EXERCISE AIM
Reply with nothing but how many lines in the entries below include "does".

DATASET

Content starts

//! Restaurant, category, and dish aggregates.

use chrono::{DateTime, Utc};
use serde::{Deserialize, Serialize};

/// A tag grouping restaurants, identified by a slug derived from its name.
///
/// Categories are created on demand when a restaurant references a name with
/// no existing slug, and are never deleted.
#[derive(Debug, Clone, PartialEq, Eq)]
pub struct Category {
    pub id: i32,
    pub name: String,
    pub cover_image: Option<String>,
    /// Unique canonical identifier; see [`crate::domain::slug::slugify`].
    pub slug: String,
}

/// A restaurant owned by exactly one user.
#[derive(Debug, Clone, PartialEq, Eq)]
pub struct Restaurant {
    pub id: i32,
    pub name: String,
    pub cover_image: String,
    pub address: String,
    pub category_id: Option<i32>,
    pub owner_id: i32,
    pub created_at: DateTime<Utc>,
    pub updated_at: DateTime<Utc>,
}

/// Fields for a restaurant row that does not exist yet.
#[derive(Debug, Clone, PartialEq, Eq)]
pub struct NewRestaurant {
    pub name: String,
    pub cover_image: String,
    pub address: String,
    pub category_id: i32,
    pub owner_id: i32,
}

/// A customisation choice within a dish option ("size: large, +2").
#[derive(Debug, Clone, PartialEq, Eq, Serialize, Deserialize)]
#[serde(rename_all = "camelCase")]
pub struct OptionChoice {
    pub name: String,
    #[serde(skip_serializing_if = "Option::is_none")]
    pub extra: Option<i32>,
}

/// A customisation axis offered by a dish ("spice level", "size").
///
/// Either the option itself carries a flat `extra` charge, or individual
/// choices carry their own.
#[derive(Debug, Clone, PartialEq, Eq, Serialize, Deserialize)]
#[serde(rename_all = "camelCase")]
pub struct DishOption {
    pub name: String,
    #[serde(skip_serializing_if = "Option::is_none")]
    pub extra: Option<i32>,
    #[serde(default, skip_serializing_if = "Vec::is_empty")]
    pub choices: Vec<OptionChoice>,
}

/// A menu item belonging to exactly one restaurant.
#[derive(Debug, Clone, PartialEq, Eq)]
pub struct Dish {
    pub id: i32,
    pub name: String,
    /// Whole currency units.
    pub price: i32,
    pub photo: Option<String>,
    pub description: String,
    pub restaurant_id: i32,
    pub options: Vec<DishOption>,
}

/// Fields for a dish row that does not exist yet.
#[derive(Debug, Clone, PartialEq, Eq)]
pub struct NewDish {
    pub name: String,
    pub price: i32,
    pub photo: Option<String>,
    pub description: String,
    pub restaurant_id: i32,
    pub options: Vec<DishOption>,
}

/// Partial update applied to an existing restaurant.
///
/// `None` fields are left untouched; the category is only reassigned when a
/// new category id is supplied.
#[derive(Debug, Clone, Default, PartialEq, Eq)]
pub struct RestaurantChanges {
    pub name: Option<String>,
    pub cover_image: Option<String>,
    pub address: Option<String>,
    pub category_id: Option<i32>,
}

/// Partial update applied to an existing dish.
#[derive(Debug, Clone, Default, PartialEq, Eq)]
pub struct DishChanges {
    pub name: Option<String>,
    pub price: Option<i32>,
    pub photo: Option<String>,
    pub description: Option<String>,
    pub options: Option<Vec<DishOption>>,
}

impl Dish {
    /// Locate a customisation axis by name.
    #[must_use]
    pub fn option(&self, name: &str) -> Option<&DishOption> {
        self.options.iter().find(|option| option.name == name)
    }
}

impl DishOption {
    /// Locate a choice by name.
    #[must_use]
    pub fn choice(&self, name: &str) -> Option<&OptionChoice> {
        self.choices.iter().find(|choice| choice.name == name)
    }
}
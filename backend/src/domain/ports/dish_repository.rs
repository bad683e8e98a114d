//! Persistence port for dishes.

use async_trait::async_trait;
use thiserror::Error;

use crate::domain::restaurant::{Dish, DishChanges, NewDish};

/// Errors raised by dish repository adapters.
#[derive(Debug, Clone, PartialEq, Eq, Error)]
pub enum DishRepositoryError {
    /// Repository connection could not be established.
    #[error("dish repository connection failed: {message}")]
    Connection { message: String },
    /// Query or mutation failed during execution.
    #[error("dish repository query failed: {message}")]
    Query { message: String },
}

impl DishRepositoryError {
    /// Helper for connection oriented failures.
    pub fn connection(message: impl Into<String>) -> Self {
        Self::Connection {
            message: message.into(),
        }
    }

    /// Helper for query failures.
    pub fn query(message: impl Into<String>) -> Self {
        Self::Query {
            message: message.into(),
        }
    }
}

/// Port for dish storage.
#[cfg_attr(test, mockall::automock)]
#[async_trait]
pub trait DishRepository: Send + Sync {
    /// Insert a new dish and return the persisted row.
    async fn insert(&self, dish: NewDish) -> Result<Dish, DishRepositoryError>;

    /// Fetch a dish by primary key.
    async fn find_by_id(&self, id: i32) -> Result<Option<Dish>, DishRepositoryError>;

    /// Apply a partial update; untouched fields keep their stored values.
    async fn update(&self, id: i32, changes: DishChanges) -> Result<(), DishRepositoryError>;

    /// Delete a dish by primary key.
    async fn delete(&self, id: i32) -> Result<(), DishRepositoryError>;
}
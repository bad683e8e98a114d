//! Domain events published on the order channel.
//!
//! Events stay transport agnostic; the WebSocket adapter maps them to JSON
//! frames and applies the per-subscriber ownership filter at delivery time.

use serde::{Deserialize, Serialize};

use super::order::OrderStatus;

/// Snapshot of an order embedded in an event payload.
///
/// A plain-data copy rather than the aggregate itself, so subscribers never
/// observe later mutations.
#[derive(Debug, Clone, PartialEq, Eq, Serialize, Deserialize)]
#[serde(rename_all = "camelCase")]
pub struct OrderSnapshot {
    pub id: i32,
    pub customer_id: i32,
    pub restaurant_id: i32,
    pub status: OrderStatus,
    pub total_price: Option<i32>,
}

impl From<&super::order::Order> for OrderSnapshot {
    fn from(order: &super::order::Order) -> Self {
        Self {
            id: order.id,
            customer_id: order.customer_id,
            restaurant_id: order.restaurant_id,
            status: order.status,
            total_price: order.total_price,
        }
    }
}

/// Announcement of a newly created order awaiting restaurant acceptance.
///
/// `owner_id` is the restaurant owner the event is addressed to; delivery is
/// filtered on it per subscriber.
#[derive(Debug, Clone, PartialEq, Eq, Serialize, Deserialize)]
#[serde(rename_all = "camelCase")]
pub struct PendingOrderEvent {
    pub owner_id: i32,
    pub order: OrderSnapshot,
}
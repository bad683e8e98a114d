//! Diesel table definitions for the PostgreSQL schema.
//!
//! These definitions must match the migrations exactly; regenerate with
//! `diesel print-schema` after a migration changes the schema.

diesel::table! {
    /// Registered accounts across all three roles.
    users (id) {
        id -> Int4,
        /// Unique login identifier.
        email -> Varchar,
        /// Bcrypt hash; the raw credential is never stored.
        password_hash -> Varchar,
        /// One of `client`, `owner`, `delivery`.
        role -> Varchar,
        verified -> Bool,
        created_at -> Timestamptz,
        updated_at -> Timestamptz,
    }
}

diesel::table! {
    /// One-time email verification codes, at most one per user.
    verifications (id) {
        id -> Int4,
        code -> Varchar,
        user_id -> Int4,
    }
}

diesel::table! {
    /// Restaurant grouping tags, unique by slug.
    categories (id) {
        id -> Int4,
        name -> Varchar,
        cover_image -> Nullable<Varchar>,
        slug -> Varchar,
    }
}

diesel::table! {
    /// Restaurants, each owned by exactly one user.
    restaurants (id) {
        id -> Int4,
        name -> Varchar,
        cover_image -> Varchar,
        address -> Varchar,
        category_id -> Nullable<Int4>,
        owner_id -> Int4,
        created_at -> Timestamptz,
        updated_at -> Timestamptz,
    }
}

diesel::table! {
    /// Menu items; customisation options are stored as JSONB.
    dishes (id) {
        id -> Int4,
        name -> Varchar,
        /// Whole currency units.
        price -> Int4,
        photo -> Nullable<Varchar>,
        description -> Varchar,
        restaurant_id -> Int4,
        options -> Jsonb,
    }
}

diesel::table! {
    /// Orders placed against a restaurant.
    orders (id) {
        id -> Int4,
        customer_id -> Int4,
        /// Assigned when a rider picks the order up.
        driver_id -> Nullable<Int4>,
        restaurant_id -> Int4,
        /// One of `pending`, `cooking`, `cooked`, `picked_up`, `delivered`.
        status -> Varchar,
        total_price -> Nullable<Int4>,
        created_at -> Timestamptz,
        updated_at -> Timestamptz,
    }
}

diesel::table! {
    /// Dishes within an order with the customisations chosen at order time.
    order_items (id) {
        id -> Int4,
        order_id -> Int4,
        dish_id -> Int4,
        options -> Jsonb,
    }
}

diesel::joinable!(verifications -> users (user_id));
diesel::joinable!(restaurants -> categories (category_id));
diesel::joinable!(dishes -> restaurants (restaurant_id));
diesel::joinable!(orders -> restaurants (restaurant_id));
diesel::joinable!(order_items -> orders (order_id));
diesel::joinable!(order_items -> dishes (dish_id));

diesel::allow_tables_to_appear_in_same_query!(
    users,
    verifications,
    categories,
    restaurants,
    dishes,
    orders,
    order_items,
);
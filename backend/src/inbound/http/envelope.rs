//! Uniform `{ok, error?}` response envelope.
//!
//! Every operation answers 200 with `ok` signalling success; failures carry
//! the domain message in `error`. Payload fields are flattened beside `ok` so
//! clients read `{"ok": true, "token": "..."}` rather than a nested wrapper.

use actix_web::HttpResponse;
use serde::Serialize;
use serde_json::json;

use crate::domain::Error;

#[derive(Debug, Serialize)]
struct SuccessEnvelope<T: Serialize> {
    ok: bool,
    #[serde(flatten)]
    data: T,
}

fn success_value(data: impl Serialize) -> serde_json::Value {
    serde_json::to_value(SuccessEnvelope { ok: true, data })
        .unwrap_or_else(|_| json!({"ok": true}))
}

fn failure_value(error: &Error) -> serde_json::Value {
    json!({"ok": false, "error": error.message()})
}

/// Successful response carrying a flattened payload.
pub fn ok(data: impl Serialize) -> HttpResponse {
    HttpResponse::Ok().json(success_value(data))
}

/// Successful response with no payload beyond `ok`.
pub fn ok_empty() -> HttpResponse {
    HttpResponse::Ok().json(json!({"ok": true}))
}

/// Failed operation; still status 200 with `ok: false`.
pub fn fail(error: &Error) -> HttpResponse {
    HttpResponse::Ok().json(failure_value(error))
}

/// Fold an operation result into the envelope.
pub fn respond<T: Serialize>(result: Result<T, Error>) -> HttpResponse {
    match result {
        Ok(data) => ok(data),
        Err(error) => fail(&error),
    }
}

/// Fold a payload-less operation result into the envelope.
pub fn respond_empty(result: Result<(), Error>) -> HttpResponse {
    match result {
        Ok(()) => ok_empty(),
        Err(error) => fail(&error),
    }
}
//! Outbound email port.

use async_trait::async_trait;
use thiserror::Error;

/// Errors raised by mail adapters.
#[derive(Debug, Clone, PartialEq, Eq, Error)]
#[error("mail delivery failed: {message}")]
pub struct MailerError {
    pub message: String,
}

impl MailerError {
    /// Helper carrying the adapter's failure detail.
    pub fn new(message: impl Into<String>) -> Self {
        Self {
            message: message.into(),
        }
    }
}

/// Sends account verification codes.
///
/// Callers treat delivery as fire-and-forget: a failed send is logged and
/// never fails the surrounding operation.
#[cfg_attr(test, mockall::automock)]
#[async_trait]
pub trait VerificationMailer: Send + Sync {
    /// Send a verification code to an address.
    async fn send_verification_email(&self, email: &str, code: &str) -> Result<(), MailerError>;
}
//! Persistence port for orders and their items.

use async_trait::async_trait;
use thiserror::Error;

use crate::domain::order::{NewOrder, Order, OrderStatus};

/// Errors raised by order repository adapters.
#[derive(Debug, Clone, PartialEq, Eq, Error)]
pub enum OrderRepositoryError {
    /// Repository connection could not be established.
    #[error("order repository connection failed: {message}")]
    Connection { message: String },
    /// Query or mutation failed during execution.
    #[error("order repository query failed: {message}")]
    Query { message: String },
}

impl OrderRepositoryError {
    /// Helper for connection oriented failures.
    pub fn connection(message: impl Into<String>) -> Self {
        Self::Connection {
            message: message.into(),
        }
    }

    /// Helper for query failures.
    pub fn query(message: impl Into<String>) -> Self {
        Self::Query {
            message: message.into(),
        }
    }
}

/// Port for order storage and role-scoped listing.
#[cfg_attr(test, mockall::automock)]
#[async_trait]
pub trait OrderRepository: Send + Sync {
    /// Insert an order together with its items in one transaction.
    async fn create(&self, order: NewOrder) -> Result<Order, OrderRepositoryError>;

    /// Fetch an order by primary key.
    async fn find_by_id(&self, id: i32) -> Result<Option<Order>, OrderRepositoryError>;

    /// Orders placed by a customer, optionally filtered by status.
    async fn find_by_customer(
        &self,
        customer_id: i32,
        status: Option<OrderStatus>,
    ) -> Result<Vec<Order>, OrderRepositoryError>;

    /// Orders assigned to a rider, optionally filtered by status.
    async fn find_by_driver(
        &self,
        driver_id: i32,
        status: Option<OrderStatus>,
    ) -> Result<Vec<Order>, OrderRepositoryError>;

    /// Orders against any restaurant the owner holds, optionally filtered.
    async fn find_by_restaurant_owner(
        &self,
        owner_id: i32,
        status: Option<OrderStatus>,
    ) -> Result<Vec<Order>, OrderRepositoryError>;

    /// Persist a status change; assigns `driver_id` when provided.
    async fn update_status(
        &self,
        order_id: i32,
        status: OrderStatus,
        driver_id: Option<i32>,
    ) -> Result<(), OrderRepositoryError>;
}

Content ends

RESPONSE TO THE TASK
2